Posted by Elena Olivieri on November 15,2010 | 08:16 PM
The images of what has been done to the gulf are quite lonesome, and the amount of oil disgusts me, but by this article there seems to be hope that this might no stay a silent spring.
Posted by Ross Murdock on November 10,2010 | 10:18 PM
This is such a big impact on the wildlife in that area, but also the rest of the world should care. They should try to do something about it. For example, with some other GT students from my middle school, I will got to Louisiana and work with Cowan to clean up the terrible incident.
Posted by Elena Olivieri Age 11 on November 8,2010 | 01:02 PM
It is amazing how people like Jim Cowan can get so distraught about something like the Deepwater Horizon spill. Mother Nature has been "spilling" oil into the Gulf for eons and has many ways to dispose of it. Concentrated spills like the Horizon spill cause lots of local damage, oiled birds, damaged marshes, etc. But to worry that "the Gulf he's known for all these years is gone" is unnecessary. Even today, it appears that the natural bacteria in the Gulf have disposed of essentially all of the "huge" underseas plume. Ralph Porter seems to have a much more realistic view of nature.

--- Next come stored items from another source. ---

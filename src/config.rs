use std::path::PathBuf;
use std::time::Duration;

use thiserror::Error;

use crate::analysis::AnalysisSettings;
use crate::cache::MAX_CACHED_COMMENTS;
use crate::collectors::youtube::OAuthCredentials;

#[derive(Debug, Error)]
pub enum ConfigError {
    #[error("missing required environment variable: {0}")]
    MissingEnvVar(String),
    #[error("invalid value for {name}: {message}")]
    InvalidValue { name: String, message: String },
    #[error("failed to parse {name} as integer: {source}")]
    ParseInt {
        name: String,
        #[source]
        source: std::num::ParseIntError,
    },
}

/// Application configuration loaded from environment variables.
#[derive(Debug, Clone)]
pub struct Config {
    // Database
    pub database_path: PathBuf,

    // Web Server
    pub web_host: String,
    pub web_port: u16,

    // Outbound HTTP
    pub http_timeout: Duration,

    // Platforms
    pub instagram_api_base: String,
    pub youtube_api_base: String,
    pub youtube_token_url: String,
    pub youtube_client_id: Option<String>,
    pub youtube_client_secret: Option<String>,

    // Classifier / summarizer service
    pub insights_api_url: String,
    pub insights_api_key: Option<String>,

    // Analysis
    pub max_analyzed_comments: usize,
    pub classify_chunk_size: usize,
    pub content_lookback_days: u32,
    pub content_record_limit: u32,

    // Sessions
    pub session_cleanup_interval: Duration,
}

impl Config {
    /// Load configuration from environment variables.
    ///
    /// # Errors
    ///
    /// Returns an error if required environment variables are missing or invalid.
    pub fn from_env() -> Result<Self, ConfigError> {
        Ok(Self {
            database_path: PathBuf::from(env_or_default("DATABASE_PATH", "./data/insights.db")),

            web_host: env_or_default("WEB_HOST", "0.0.0.0"),
            web_port: parse_env_u16("WEB_PORT", 8080)?,

            http_timeout: Duration::from_secs(parse_env_u64("HTTP_TIMEOUT_SECS", 20)?),

            instagram_api_base: env_or_default(
                "INSTAGRAM_API_BASE",
                "https://graph.facebook.com/v19.0",
            ),
            youtube_api_base: env_or_default(
                "YOUTUBE_API_BASE",
                "https://www.googleapis.com/youtube/v3",
            ),
            youtube_token_url: env_or_default(
                "YOUTUBE_TOKEN_URL",
                "https://oauth2.googleapis.com/token",
            ),
            youtube_client_id: optional_env("YOUTUBE_CLIENT_ID"),
            youtube_client_secret: optional_env("YOUTUBE_CLIENT_SECRET"),

            insights_api_url: required_env("INSIGHTS_API_URL")?,
            insights_api_key: optional_env("INSIGHTS_API_KEY"),

            max_analyzed_comments: parse_env_usize("MAX_ANALYZED_COMMENTS", MAX_CACHED_COMMENTS)?,
            classify_chunk_size: parse_env_usize("CLASSIFY_CHUNK_SIZE", 50)?,
            content_lookback_days: parse_env_u32("CONTENT_LOOKBACK_DAYS", 30)?,
            content_record_limit: parse_env_u32("CONTENT_RECORD_LIMIT", 50)?,

            session_cleanup_interval: Duration::from_secs(parse_env_u64(
                "SESSION_CLEANUP_INTERVAL_SECS",
                3600,
            )?),
        })
    }

    /// Defaults suitable for tests: in-memory paths and local endpoints.
    #[must_use]
    pub fn for_testing() -> Self {
        Self {
            database_path: PathBuf::from(":memory:"),
            web_host: "127.0.0.1".to_string(),
            web_port: 0,
            http_timeout: Duration::from_secs(5),
            instagram_api_base: "http://127.0.0.1:9/instagram".to_string(),
            youtube_api_base: "http://127.0.0.1:9/youtube".to_string(),
            youtube_token_url: "http://127.0.0.1:9/token".to_string(),
            youtube_client_id: None,
            youtube_client_secret: None,
            insights_api_url: "http://127.0.0.1:9/insights".to_string(),
            insights_api_key: None,
            max_analyzed_comments: MAX_CACHED_COMMENTS,
            classify_chunk_size: 50,
            content_lookback_days: 30,
            content_record_limit: 50,
            session_cleanup_interval: Duration::from_secs(3600),
        }
    }

    /// Validate that the configuration is usable.
    ///
    /// # Errors
    ///
    /// Returns an error if the configuration is invalid.
    pub fn validate(&self) -> Result<(), ConfigError> {
        if self.max_analyzed_comments == 0 || self.max_analyzed_comments > MAX_CACHED_COMMENTS {
            return Err(ConfigError::InvalidValue {
                name: "MAX_ANALYZED_COMMENTS".to_string(),
                message: format!("must be between 1 and {MAX_CACHED_COMMENTS}"),
            });
        }
        if self.classify_chunk_size == 0 {
            return Err(ConfigError::InvalidValue {
                name: "CLASSIFY_CHUNK_SIZE".to_string(),
                message: "must be at least 1".to_string(),
            });
        }
        if self.http_timeout.is_zero() {
            return Err(ConfigError::InvalidValue {
                name: "HTTP_TIMEOUT_SECS".to_string(),
                message: "must be at least 1".to_string(),
            });
        }
        for (name, value) in [
            ("INSIGHTS_API_URL", &self.insights_api_url),
            ("INSTAGRAM_API_BASE", &self.instagram_api_base),
            ("YOUTUBE_API_BASE", &self.youtube_api_base),
            ("YOUTUBE_TOKEN_URL", &self.youtube_token_url),
        ] {
            url::Url::parse(value).map_err(|e| ConfigError::InvalidValue {
                name: name.to_string(),
                message: e.to_string(),
            })?;
        }
        if self.youtube_client_id.is_some() != self.youtube_client_secret.is_some() {
            return Err(ConfigError::InvalidValue {
                name: "YOUTUBE_CLIENT_ID".to_string(),
                message: "YOUTUBE_CLIENT_ID and YOUTUBE_CLIENT_SECRET must be set together"
                    .to_string(),
            });
        }
        Ok(())
    }

    /// OAuth client for YouTube token refresh, when configured.
    #[must_use]
    pub fn youtube_oauth(&self) -> Option<OAuthCredentials> {
        match (&self.youtube_client_id, &self.youtube_client_secret) {
            (Some(client_id), Some(client_secret)) => Some(OAuthCredentials {
                token_url: self.youtube_token_url.clone(),
                client_id: client_id.clone(),
                client_secret: client_secret.clone(),
            }),
            _ => None,
        }
    }

    #[must_use]
    pub fn analysis_settings(&self) -> AnalysisSettings {
        AnalysisSettings {
            max_comments: self.max_analyzed_comments,
            content_lookback: chrono::Duration::days(i64::from(self.content_lookback_days)),
            content_limit: i64::from(self.content_record_limit),
        }
    }
}

fn required_env(name: &str) -> Result<String, ConfigError> {
    std::env::var(name)
        .ok()
        .filter(|s| !s.is_empty())
        .ok_or_else(|| ConfigError::MissingEnvVar(name.to_string()))
}

fn optional_env(name: &str) -> Option<String> {
    std::env::var(name).ok().filter(|s| !s.is_empty())
}

fn env_or_default(name: &str, default: &str) -> String {
    std::env::var(name)
        .ok()
        .filter(|s| !s.is_empty())
        .unwrap_or_else(|| default.to_string())
}

fn parse_env_u64(name: &str, default: u64) -> Result<u64, ConfigError> {
    match std::env::var(name) {
        Ok(val) if !val.is_empty() => val.parse().map_err(|e| ConfigError::ParseInt {
            name: name.to_string(),
            source: e,
        }),
        _ => Ok(default),
    }
}

fn parse_env_u32(name: &str, default: u32) -> Result<u32, ConfigError> {
    match std::env::var(name) {
        Ok(val) if !val.is_empty() => val.parse().map_err(|e| ConfigError::ParseInt {
            name: name.to_string(),
            source: e,
        }),
        _ => Ok(default),
    }
}

fn parse_env_u16(name: &str, default: u16) -> Result<u16, ConfigError> {
    match std::env::var(name) {
        Ok(val) if !val.is_empty() => val.parse().map_err(|e| ConfigError::ParseInt {
            name: name.to_string(),
            source: e,
        }),
        _ => Ok(default),
    }
}

fn parse_env_usize(name: &str, default: usize) -> Result<usize, ConfigError> {
    match std::env::var(name) {
        Ok(val) if !val.is_empty() => val.parse().map_err(|e| ConfigError::ParseInt {
            name: name.to_string(),
            source: e,
        }),
        _ => Ok(default),
    }
}

#[cfg(test)]
mod tests {
    use super::*;
    use serial_test::serial;

    #[test]
    fn test_testing_config_is_valid() {
        Config::for_testing().validate().unwrap();
    }

    #[test]
    fn test_validate_rejects_oversized_cap() {
        let mut config = Config::for_testing();
        config.max_analyzed_comments = 151;
        assert!(matches!(
            config.validate(),
            Err(ConfigError::InvalidValue { name, .. }) if name == "MAX_ANALYZED_COMMENTS"
        ));
    }

    #[test]
    fn test_validate_requires_oauth_pair() {
        let mut config = Config::for_testing();
        config.youtube_client_id = Some("id".to_string());
        assert!(config.validate().is_err());
        assert!(config.youtube_oauth().is_none());

        config.youtube_client_secret = Some("secret".to_string());
        config.validate().unwrap();
        let oauth = config.youtube_oauth().unwrap();
        assert_eq!(oauth.token_url, "http://127.0.0.1:9/token");
    }

    #[test]
    fn test_analysis_settings() {
        let settings = Config::for_testing().analysis_settings();
        assert_eq!(settings.max_comments, 150);
        assert_eq!(settings.content_lookback, chrono::Duration::days(30));
        assert_eq!(settings.content_limit, 50);
    }

    #[test]
    #[serial]
    fn test_from_env_requires_insights_url() {
        std::env::remove_var("INSIGHTS_API_URL");
        assert!(matches!(
            Config::from_env(),
            Err(ConfigError::MissingEnvVar(name)) if name == "INSIGHTS_API_URL"
        ));
    }

    #[test]
    #[serial]
    fn test_from_env_defaults() {
        std::env::set_var("INSIGHTS_API_URL", "http://insights.local");
        std::env::set_var("CLASSIFY_CHUNK_SIZE", "25");
        let config = Config::from_env().unwrap();
        std::env::remove_var("INSIGHTS_API_URL");
        std::env::remove_var("CLASSIFY_CHUNK_SIZE");

        assert_eq!(config.classify_chunk_size, 25);
        assert_eq!(config.http_timeout, Duration::from_secs(20));
        assert_eq!(config.youtube_token_url, "https://oauth2.googleapis.com/token");
    }

    #[test]
    #[serial]
    fn test_from_env_rejects_bad_integer() {
        std::env::set_var("INSIGHTS_API_URL", "http://insights.local");
        std::env::set_var("WEB_PORT", "eighty");
        let result = Config::from_env();
        std::env::remove_var("INSIGHTS_API_URL");
        std::env::remove_var("WEB_PORT");

        assert!(matches!(result, Err(ConfigError::ParseInt { name, .. }) if name == "WEB_PORT"));
    }
}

Posted by Nick Clark on September 10,2010 | 02:21 PM
"A third of the living creatures in the sea died, and a third of the ships were destroyed." (Revelation 8:9). While the Gulf oil spill may not be the fulfillment of that prophecy, the Gulf oil spill does show that something like that could happen. The idea isn't so farfetched. "He who testifies to these things says, 'Yes, I am coming soon.' Amen. Come, Lord Jesus." (Revelation 22:20).

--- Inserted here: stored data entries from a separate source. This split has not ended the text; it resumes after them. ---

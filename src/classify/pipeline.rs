//! Chunked classification with cache checkpoints, followed by one summary
//! pass.
//!
//! After every chunk the classified-so-far set is written to the cache with
//! `summary = None`, so a crash mid-run still leaves a usable entry. Failures
//! of the classifier or summarizer never fail the run: the affected comments
//! get neutral defaults and the summary is computed locally.

use std::collections::HashMap;
use std::fmt;
use std::sync::Arc;

use anyhow::{Context, Result};
use chrono::Utc;
use tracing::{debug, info, warn};

use super::{Classifier, ClassifyInput, Summarizer, SummaryInput};
use crate::cache::{AnalysisCache, AnalysisCacheEntry, CacheKey};
use crate::model::{ClassifiedComment, Summary, UnifiedComment};

/// Default number of comments per classifier call.
pub const DEFAULT_CHUNK_SIZE: usize = 50;

/// Where a run is, for logging.
#[derive(Debug, Clone, Copy, PartialEq, Eq)]
pub enum PipelineStage {
    Unclassified,
    Classifying,
    PartiallyCached,
    AllClassified,
    Summarizing,
    Cached,
}

impl PipelineStage {
    #[must_use]
    pub fn as_str(&self) -> &'static str {
        match self {
            Self::Unclassified => "unclassified",
            Self::Classifying => "classifying",
            Self::PartiallyCached => "partially_cached",
            Self::AllClassified => "all_classified",
            Self::Summarizing => "summarizing",
            Self::Cached => "cached",
        }
    }
}

impl fmt::Display for PipelineStage {
    fn fmt(&self, f: &mut fmt::Formatter<'_>) -> fmt::Result {
        f.write_str(self.as_str())
    }
}

pub struct ClassificationPipeline {
    classifier: Arc<dyn Classifier>,
    summarizer: Arc<dyn Summarizer>,
    chunk_size: usize,
}

impl ClassificationPipeline {
    #[must_use]
    pub fn new(classifier: Arc<dyn Classifier>, summarizer: Arc<dyn Summarizer>) -> Self {
        Self {
            classifier,
            summarizer,
            chunk_size: DEFAULT_CHUNK_SIZE,
        }
    }

    #[must_use]
    pub fn with_chunk_size(mut self, chunk_size: usize) -> Self {
        self.chunk_size = chunk_size.max(1);
        self
    }

    /// Classify `comments`, checkpointing after each chunk, then summarize
    /// and write the terminal entry. `comments` should already be sorted and
    /// capped.
    ///
    /// # Errors
    ///
    /// Returns an error only if a cache write fails.
    pub async fn run(
        &self,
        cache: &dyn AnalysisCache,
        key: &CacheKey,
        comments: Vec<UnifiedComment>,
    ) -> Result<AnalysisCacheEntry> {
        let total = comments.len();
        let total_chunks = total.div_ceil(self.chunk_size);
        debug!(
            user_id = key.user_id,
            stage = %PipelineStage::Unclassified,
            comments = total,
            chunks = total_chunks,
            "Starting classification"
        );

        let mut classified: Vec<ClassifiedComment> = Vec::with_capacity(total);
        let mut remaining = comments.into_iter().peekable();
        let mut chunk = 0;

        while remaining.peek().is_some() {
            chunk += 1;
            let batch: Vec<UnifiedComment> = remaining.by_ref().take(self.chunk_size).collect();
            debug!(stage = %PipelineStage::Classifying, chunk, total_chunks, size = batch.len(), "Classifying chunk");

            classified.extend(self.classify_chunk(batch, chunk).await);

            let checkpoint = AnalysisCacheEntry::new(classified.clone(), None, key.range, Utc::now());
            cache
                .upsert(key, &checkpoint)
                .await
                .context("Failed to write classification checkpoint")?;
            debug!(stage = %PipelineStage::PartiallyCached, chunk, classified = classified.len(), "Checkpoint written");
        }

        debug!(stage = %PipelineStage::AllClassified, classified = classified.len(), "Classification finished");

        debug!(stage = %PipelineStage::Summarizing, "Summarizing");
        let summary = self.summarize(&classified).await;

        let entry = AnalysisCacheEntry::new(classified, Some(summary), key.range, Utc::now());
        cache
            .upsert(key, &entry)
            .await
            .context("Failed to write analysis result")?;

        info!(
            user_id = key.user_id,
            platform = %key.platform,
            range = %key.range,
            stage = %PipelineStage::Cached,
            comments = entry.comments.len(),
            "Analysis cached"
        );
        Ok(entry)
    }

    /// Classify one chunk. Ids the classifier omits, or every id if the call
    /// fails, get neutral defaults.
    async fn classify_chunk(&self, batch: Vec<UnifiedComment>, chunk: usize) -> Vec<ClassifiedComment> {
        let request_ids = request_ids(&batch);
        let inputs: Vec<ClassifyInput> = batch
            .iter()
            .zip(&request_ids)
            .map(|(comment, id)| ClassifyInput {
                id: id.clone(),
                ..ClassifyInput::from(comment)
            })
            .collect();

        let mut verdicts: HashMap<_, _> = match self.classifier.classify(&inputs).await {
            Ok(results) => results.into_iter().map(|r| (r.id.clone(), r)).collect(),
            Err(e) => {
                warn!(chunk, size = batch.len(), error = %e, "Classifier failed, using defaults for chunk");
                HashMap::new()
            }
        };

        batch
            .into_iter()
            .zip(request_ids)
            .map(|(comment, id)| match verdicts.remove(&id) {
                Some(verdict) => verdict.apply(comment),
                None => ClassifiedComment::unclassified(comment),
            })
            .collect()
    }

    async fn summarize(&self, classified: &[ClassifiedComment]) -> Summary {
        let inputs: Vec<SummaryInput> = classified.iter().map(SummaryInput::from).collect();
        match self.summarizer.summarize(&inputs).await {
            Ok(summary) => summary,
            Err(e) => {
                warn!(comments = classified.len(), error = %e, "Summarizer failed, using local summary");
                Summary::from_counts(classified)
            }
        }
    }
}

/// Ids sent to the classifier, unique within one batch. A comment id shared
/// by both platforms is qualified as `"platform:id"`.
fn request_ids(batch: &[UnifiedComment]) -> Vec<String> {
    let mut seen: HashMap<&str, usize> = HashMap::new();
    for comment in batch {
        *seen.entry(comment.id.as_str()).or_insert(0) += 1;
    }
    batch
        .iter()
        .map(|comment| {
            if seen[comment.id.as_str()] > 1 {
                format!("{}:{}", comment.platform, comment.id)
            } else {
                comment.id.clone()
            }
        })
        .collect()
}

Posted by Robert Holt on August 28,2010 | 12:16 AM
Great article. CHSL has tested the rainwater in the area... horrid results. EPA still has not tested one drop. I just dont get it.. We were out in Barataria Bay and the marsh last week and what we noticed was the lack of wildlife... We also took air samples and water samples.
THanks for writing this!
Rain water test results can be found on the NEWS link on the site www.CHSLouisiana.org
Posted by Joannie Hughes on August 28,2010 | 10:41 AM
wow this helped alot with my science class great article
Posted by kyleigh on August 25,2010 | 10:17 PM
It's interesting that the only person whose post makes him appear to think this whole thing is made up by the reporters actually works (or did work at one time) for the Toledo BP Oil Refinery in Oregon, Ohio US according to his MySpace page.
You can live on the gulf coast and not see what you don't want to see if it suits your agenda.
Posted by MerriAnnie Smith on August 25,2010 | 07:36 PM
Even sadder are the alleged LSU professors that took money from BP to say that it's not really all that bad. What a disservice to the region, the state and their alleged manhood.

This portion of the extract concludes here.